La pression est forte sur la périnatalité en France, confirme Anne-Marie Curat, trésorière du Conseil national de l’ordre des sages-femmes : fermetures de petites maternités, baisse du nombre de postes, manque d’attractivité du métier, toujours en attente d’une vraie revalorisation… A cela s’ajoute une tendance de fond. «En France, il y a eu une hypermédicalisation systématique des naissances au nom de la sécurité. C’est devenu nuisible. Des gens rejettent le médical pour aller vers le naturel, sans trop de discernement.» L’ordre milite ainsi pour donner «le temps et les moyens de s’occuper correctement des patientes». «Elles n’iraient pas chercher des doulas si c’était le cas», estime Anne-Marie Curat.
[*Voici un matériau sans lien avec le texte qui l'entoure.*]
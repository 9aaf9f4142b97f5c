//! Range checks run before a command is sent. A failed check never reaches the instrument.

use crate::error::{Error, Result};

const PREFIXES:[(i32, &str); 17] = [
	(-24, "y"), (-21, "z"), (-18, "a"), (-15, "f"), (-12, "p"), (-9, "n"), (-6, "µ"), (-3, "m"),
	(0, ""),
	(3, "k"), (6, "M"), (9, "G"), (12, "T"), (15, "P"), (18, "E"), (21, "Z"), (24, "Y"),
];

/// Formats `value` with an engineering SI prefix: `0.0005` with unit `V` becomes `500µV`.
pub fn si_format(value:f64, unit:&str) -> String {
	if value == 0.0 || !value.is_finite() { return format!("{}{}", value, unit); }

	let mut mantissa = value.abs();
	let mut power:i32 = 0;
	while mantissa < 1.0 && power > -24 {
		mantissa *= 1000.0;
		power -= 3;
	}
	while mantissa >= 1000.0 && power < 24 {
		mantissa /= 1000.0;
		power += 3;
	}

	let prefix = PREFIXES.iter().find(|(p, _)| *p == power).map(|(_, s)| *s).unwrap_or("");
	let digits = format!("{:.3}", mantissa);
	let digits = digits.trim_end_matches('0').trim_end_matches('.');
	format!("{}{}{}{}", if value < 0.0 { "-" } else { "" }, digits, prefix, unit)
}

pub fn check_range(name:&'static str, value:f64, min:f64, max:f64, unit:&str) -> Result<()> {
	if value.is_finite() && min <= value && value <= max { return Ok(()); }
	Err(Error::OutOfRange {
		name,
		message: format!("must be between {} and {}, got {}", si_format(min, unit), si_format(max, unit), si_format(value, unit)),
	})
}

pub fn check_range_i64(name:&'static str, value:i64, min:i64, max:i64) -> Result<()> {
	if min <= value && value <= max { return Ok(()); }
	Err(Error::OutOfRange{ name, message: format!("must be between {} and {}, got {}", min, max, value) })
}

/// Accepts `value` if it matches an entry of `allowed` to within floating point noise.
pub fn check_in_set(name:&'static str, value:f64, allowed:&[f64], unit:&str) -> Result<()> {
	if allowed.iter().any(|a| (a - value).abs() <= a.abs() * 1e-9) { return Ok(()); }
	let choices:Vec<String> = allowed.iter().map(|a| si_format(*a, unit)).collect();
	Err(Error::OutOfRange{ name, message: format!("must be one of {}, got {}", choices.join(", "), si_format(value, unit)) })
}

/// Trigger levels must stay on screen: within five divisions of the source channel's offset.
pub fn check_level(level:f64, scale:f64, offset:f64) -> Result<()> {
	check_range("level", level, -5.0 * scale - offset, 5.0 * scale - offset, "V")
}

#[cfg(test)]
mod tests {
	use super::*;

	#[test]
	fn si_prefixes() {
		assert_eq!(si_format(0.0005, "V"), "500µV");
		assert_eq!(si_format(2e-9, "s"), "2ns");
		assert_eq!(si_format(1000.0, "s"), "1ks");
		assert_eq!(si_format(-0.02, "V"), "-20mV");
		assert_eq!(si_format(1.5, ""), "1.5");
		assert_eq!(si_format(0.0, "V"), "0V");
	}

	#[test]
	fn range_messages_use_prefixes() {
		let e = check_range("scale", 20.0, 0.0005, 10.0, "V").unwrap_err();
		assert_eq!(e.to_string(), "Invalid value for \"scale\": must be between 500µV and 10V, got 20V");
	}

	#[test]
	fn range_bounds_are_inclusive() {
		assert!(check_range("t", 4.0, 2e-9, 4.0, "s").is_ok());
		assert!(check_range("t", 2e-9, 2e-9, 4.0, "s").is_ok());
		assert!(check_range("t", 1e-9, 2e-9, 4.0, "s").is_err());
		assert!(check_range("t", f64::NAN, 2e-9, 4.0, "s").is_err());
	}

	#[test]
	fn set_membership_tolerates_rounding() {
		assert!(check_in_set("ratio", 0.1 + 0.2 - 0.2, &[0.1, 1.0], "").is_ok());
		assert!(check_in_set("ratio", 3.0, &[0.1, 1.0], "").is_err());
	}

	#[test]
	fn level_window_follows_offset() {
		// 1 V/div with a 2 V offset puts the screen between -7 V and 3 V
		assert!(check_level(-7.0, 1.0, 2.0).is_ok());
		assert!(check_level(3.0, 1.0, 2.0).is_ok());
		assert!(check_level(3.5, 1.0, 2.0).is_err());
	}
}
Certaines mères optent pour un cumul des deux, une sage-femme et une doula. Laury, architecte d’intérieur de 34 ans habitant Saint-Jean-de-Luz (Pyrénées-Atlantiques), s’est détournée de sa gynécologue. «Je souhaite accoucher dans une pièce non médicalisée, sans péridurale. Le jour où je l’ai annoncé à ma gynéco, elle s’est agacée. Elle nous a dit que jamais elle n’avait envisagé ça pour ses propres enfants, qu’elle avait bossé en néonat à Bordeaux et avait vu des choses horribles.» Laury a alors trouvé une sage-femme et s’est lancée en parallèle dans cinq séances d’une heure et demie avec une doula. «Sa disponibilité me plaît, et puis je me sens soutenue. Elle n’essaie pas de me convaincre de quelque chose.»
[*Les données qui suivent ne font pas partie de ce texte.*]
use crate::error::{Error, Result};
use crate::scpi::Scpi;
use crate::validate::{check_range, check_range_i64};

use super::acquire::{Acquire, MemoryDepth};
use super::trigger::TriggerStatus;

const MAIN_SCALE:&str   = ":TIMebase:MAIN:SCALe";
const MAIN_OFFSET:&str  = ":TIMebase:MAIN:OFFSet";
const MODE:&str         = ":TIMebase:MODE";
const VERNIER:&str      = ":TIMebase:VERNier";
const HREF_MODE:&str    = ":TIMebase:HREF:MODE";
const HREF_POS:&str     = ":TIMebase:HREF:POSition";
const DELAY_ENABLE:&str = ":TIMebase:DELay:ENABle";
const DELAY_OFFSET:&str = ":TIMebase:DELay:OFFSet";
const DELAY_SCALE:&str  = ":TIMebase:DELay:SCALe";

pub const MIN_SCALE:f64 = 2e-9;
pub const MAX_SCALE:f64 = 1000.0;
pub const MAX_HREF_POSITION:i64 = 350;
/// Offset limit in seconds while acquisition is stopped.
pub const STOPPED_OFFSET_LIMIT:f64 = 7000.0;

mnemonic! {
	pub enum TimebaseMode {
		Main => ("MAIN", "MAIN", "Y-T"),
		Xy   => ("XY", "XY", "X-Y"),
		Roll => ("ROLL", "ROLL", "roll"),
	}
}

mnemonic! {
	/// Reference point the waveform expands around when the scale changes.
	pub enum HrefMode {
		Center          => ("CENTer", "CENT", "screen center"),
		TriggerPosition => ("TPOSition", "TPOS", "trigger position"),
		User            => ("USER", "USER", "user position"),
	}
}

/// Window allowed for the main offset, given the acquisition state.
pub fn main_offset_window(running:bool, mode:TimebaseMode, scale:f64, memory_depth:f64, sample_rate:f64) -> Result<(f64, f64)> {
	if running {
		if mode == TimebaseMode::Roll {
			return Err(Error::state("the horizontal offset cannot be changed in roll mode while running"));
		}
		let min = -memory_depth / sample_rate;
		let max = if scale < 20e-3 { 1.0 } else { 10.0 * scale };
		Ok((min, max))
	} else if mode == TimebaseMode::Roll {
		Ok((-STOPPED_OFFSET_LIMIT, 0.0))
	} else {
		Ok((-STOPPED_OFFSET_LIMIT, STOPPED_OFFSET_LIMIT))
	}
}

/// Window allowed for the delayed sweep offset. The zoomed section must stay inside the main sweep.
pub fn delay_offset_window(main_scale:f64, main_offset:f64, delay_scale:f64) -> (f64, f64) {
	let left_time = 7.0 * main_scale - main_offset;
	let right_time = 7.0 * main_scale + main_offset;
	let delay_range = 14.0 * delay_scale;
	(-(left_time - delay_range / 2.0), right_time - delay_range / 2.0)
}

pub struct Timebase<'a> {
	scpi: &'a mut Scpi,
}

impl<'a> Timebase<'a> {

	pub(crate) fn new(scpi:&'a mut Scpi) -> Self { Self{ scpi } }

	/// Main time base scale in s/div, 2ns to 1000s.
	pub fn set_scale(&mut self, scale:f64) -> Result<()> {
		check_range("scale", scale, MIN_SCALE, MAX_SCALE, "s")?;
		self.scpi.set_f64(MAIN_SCALE, scale)
	}

	pub fn scale(&mut self) -> Result<f64> { self.scpi.query_f64(MAIN_SCALE) }

	pub fn set_offset(&mut self, offset:f64) -> Result<()> {
		let status:TriggerStatus = self.scpi.query_mnemonic(":TRIGger:STATus")?;
		let mode = self.mode()?;
		let running = status != TriggerStatus::Stop;

		let (min, max) = if running && mode != TimebaseMode::Roll {
			let scale = self.scale()?;
			let mut acquire = Acquire::new(&mut *self.scpi);
			let sample_rate = acquire.sample_rate()?;
			let memory_depth = match acquire.memory_depth()? {
				MemoryDepth::Points(p) => p as f64,
				// Auto depth fills exactly the 14 divisions on screen
				MemoryDepth::Auto => 14.0 * scale * sample_rate,
			};
			main_offset_window(running, mode, scale, memory_depth, sample_rate)?
		} else {
			main_offset_window(running, mode, 0.0, 0.0, 1.0)?
		};

		check_range("offset", offset, min, max, "s")?;
		self.scpi.set_f64(MAIN_OFFSET, offset)
	}

	pub fn offset(&mut self) -> Result<f64> { self.scpi.query_f64(MAIN_OFFSET) }

	pub fn set_mode(&mut self, mode:TimebaseMode) -> Result<()> { self.scpi.set_mnemonic(MODE, mode) }
	pub fn mode(&mut self) -> Result<TimebaseMode>              { self.scpi.query_mnemonic(MODE) }

	pub fn set_fine_adjust(&mut self, on:bool) -> Result<()> { self.scpi.set_bool(VERNIER, on) }
	pub fn fine_adjust(&mut self) -> Result<bool>           { self.scpi.query_bool(VERNIER) }

	pub fn set_href_mode(&mut self, mode:HrefMode) -> Result<()> { self.scpi.set_mnemonic(HREF_MODE, mode) }
	pub fn href_mode(&mut self) -> Result<HrefMode>              { self.scpi.query_mnemonic(HREF_MODE) }

	/// User reference position in screen pixels from center. Switches the reference mode to USER first.
	pub fn set_href_position(&mut self, position:i64) -> Result<()> {
		check_range_i64("position", position, -MAX_HREF_POSITION, MAX_HREF_POSITION)?;
		self.set_href_mode(HrefMode::User)?;
		self.scpi.set_i64(HREF_POS, position)
	}

	pub fn href_position(&mut self) -> Result<i64> { self.scpi.query_i64(HREF_POS) }

	pub fn set_delay_enabled(&mut self, on:bool) -> Result<()> { self.scpi.set_bool(DELAY_ENABLE, on) }
	pub fn delay_enabled(&mut self) -> Result<bool>           { self.scpi.query_bool(DELAY_ENABLE) }

	pub fn set_delay_offset(&mut self, offset:f64) -> Result<()> {
		let main_scale = self.scale()?;
		let main_offset = self.offset()?;
		let delay_scale = self.delay_scale()?;
		let (min, max) = delay_offset_window(main_scale, main_offset, delay_scale);
		check_range("delay offset", offset, min, max, "s")?;
		self.scpi.set_f64(DELAY_OFFSET, offset)
	}

	pub fn delay_offset(&mut self) -> Result<f64> { self.scpi.query_f64(DELAY_OFFSET) }

	/// The delayed scale can go no finer than 5/(4·sample rate) and no coarser than the main scale.
	pub fn set_delay_scale(&mut self, scale:f64) -> Result<()> {
		let sample_rate = self.scpi.query_f64(":ACQuire:SRATe")?;
		let max = self.scale()?;
		check_range("delay scale", scale, 5.0 / (4.0 * sample_rate), max, "s")?;
		self.scpi.set_f64(DELAY_SCALE, scale)
	}

	pub fn delay_scale(&mut self) -> Result<f64> { self.scpi.query_f64(DELAY_SCALE) }

}

#[cfg(test)]
mod tests {
	use super::*;

	#[test]
	fn running_window_depends_on_scale() {
		assert_eq!(main_offset_window(true, TimebaseMode::Main, 1e-3, 14000.0, 1e9).unwrap(), (-14e-6, 1.0));
		assert_eq!(main_offset_window(true, TimebaseMode::Main, 0.5, 14000.0, 1e6).unwrap(), (-0.014, 5.0));
		assert!(main_offset_window(true, TimebaseMode::Roll, 1.0, 14000.0, 1e6).is_err());
	}

	#[test]
	fn stopped_window() {
		assert_eq!(main_offset_window(false, TimebaseMode::Main, 0.0, 0.0, 1.0).unwrap(), (-7000.0, 7000.0));
		assert_eq!(main_offset_window(false, TimebaseMode::Roll, 0.0, 0.0, 1.0).unwrap(), (-7000.0, 0.0));
	}

	#[test]
	fn delay_window_is_centered_on_main_sweep() {
		// 1 µs/div main sweep, no offset, 100 ns/div zoom: the zoom window is 1.4 µs wide
		let (min, max) = delay_offset_window(1e-6, 0.0, 100e-9);
		assert!((min + 6.3e-6).abs() < 1e-15);
		assert!((max - 6.3e-6).abs() < 1e-15);
	}
}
La charte de l’association Doulas de France pose une règle fondamentale : ne jamais se substituer à la présence d’un professionnel de santé le jour de l’accouchement.
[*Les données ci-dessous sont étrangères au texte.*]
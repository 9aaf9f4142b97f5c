use std::io;

use crate::xdr::Packer;
use crate::rpc::{CALL, RPCVERSION};

pub fn pack_auth(packer:&mut Packer, flavor:i32, stuff:&[u8]) -> io::Result<()> {
	packer.pack_enum(flavor)?;
	packer.pack_variable_len_opaque(stuff)
}

pub fn pack_callheader(packer:&mut Packer, xid:u32, prog:u32, vers:u32, prc:u32, cred:(i32, &[u8]), verf:(i32, &[u8])) -> io::Result<()> {
	packer.pack_u32(xid)?;
	packer.pack_enum(CALL)?;
	packer.pack_u32(RPCVERSION)?;
	packer.pack_u32(prog)?;
	packer.pack_u32(vers)?;
	packer.pack_u32(prc)?;
	pack_auth(packer, cred.0, cred.1)?;
	pack_auth(packer, verf.0, verf.1)
}

// AUTH_NONE for both credentials and verifier
pub fn pack_callheader_no_auth(packer: &mut Packer, xid:u32, prog:u32, vers:u32, prc:u32) -> io::Result<()> {
	pack_callheader(packer, xid, prog, vers, prc, (0, &[]), (0, &[]))
}

pub fn pack_mapping(packer: &mut Packer, prog:u32, vers:u32, prot:u32, port:u32) -> io::Result<()> {
	packer.pack_u32(prog)?;
	packer.pack_u32(vers)?;
	packer.pack_u32(prot)?;
	packer.pack_u32(port)
}

#[cfg(test)]
mod tests {
	use super::*;
	use crate::xdr::Unpacker;

	#[test]
	fn call_header_layout() {
		let mut p = Packer::new();
		pack_callheader_no_auth(&mut p, 7, 100000, 2, 3).unwrap();

		let mut u = Unpacker::new();
		u.reset(p.get_buf());
		let fields:Vec<u32> = (0..10).map(|_| u.unpack_u32().unwrap()).collect();
		assert_eq!(fields, vec![7, 0, 2, 100000, 2, 3, 0, 0, 0, 0]);
		assert!(u.all_data_consumed());
	}
}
Est-il seulement possible d’écouter en étant neutre, comme l’assurent ces aides ? D’informer avec un socle initial de compétences, non diplômant, de dix-neuf jours ? «Elles donnent des conseils qui peuvent être dangereux, ou mal orienter», alerte fermement l’ordre. Parfois même, elles partagent des pratiques dangereuses, comme celle des «bébés lotus». Cette pratique ésotérique consiste à laisser le placenta relié au nouveau-né sans couper le cordon. Placé dans une corbeille, le placenta est recouvert d’herbes et de fleurs, le temps que le cordon se détache seul. «C’est une aberration. La circulation sanguine [dans le cordon] s’arrête quelques minutes après la naissance. Ne pas le couper, c’est prendre le risque d’une infection…» rappelle Anne-Marie Curat. Le choc d’une affaire datant de 2008 reste vif. En Ariège, une personne avait été mise en examen pour «exercice illégal de la profession de sage-femme». Elle s’était présentée comme doula aux policiers, comme sage-femme aux parents. Un bébé était mort. «Elle a été jugée, mais elle a simplement changé de région par la suite…» regrette Anne-Marie Curat.
Présence précieuse
Le métier n’est pas médical, c’est certain. Mais, à la bonne place, cette présence peut s’avérer précieuse. Jessie, 26 ans, responsable d’une parfumerie à Metz, a fait appel à Ambre. Trois semaines plus tard, après avoir constaté de graves malformations au niveau de la colonne et du cerveau, les médecins lui ont proposé une une interruption médicale de grossesse à cinq mois. En février, Jessie accouchait à l’hôpital par voie basse, après une injection pour arrêter les battements de cœur du fœtus. Chef d’entreprise, le conjoint de Jessie a rapidement repris le travail. Elle s’est sentie seule. Peu avant la scellée du cercueil et la crémation, Ambre lui a offert une bougie à personnaliser. «Lors de nos rencontres, j’ai pu lui dire que j’avais pris ma fille dans les bras lors de l’accouchement, lui montrer la boîte à souvenirs. Ces choses intimes que d’autres pourraient trouver glauques. Elle m’a même demandé son prénom, ce qui est tabou.» Trois mois plus tard, Jessie reçoit toujours, tous les jours, un petit message de sa doula. «Parfois, c’est juste un cœur. Parfois, un “je pense à toi”. Ça me fait du bien. Il n’y a pas que nous qui pensons à Paola.»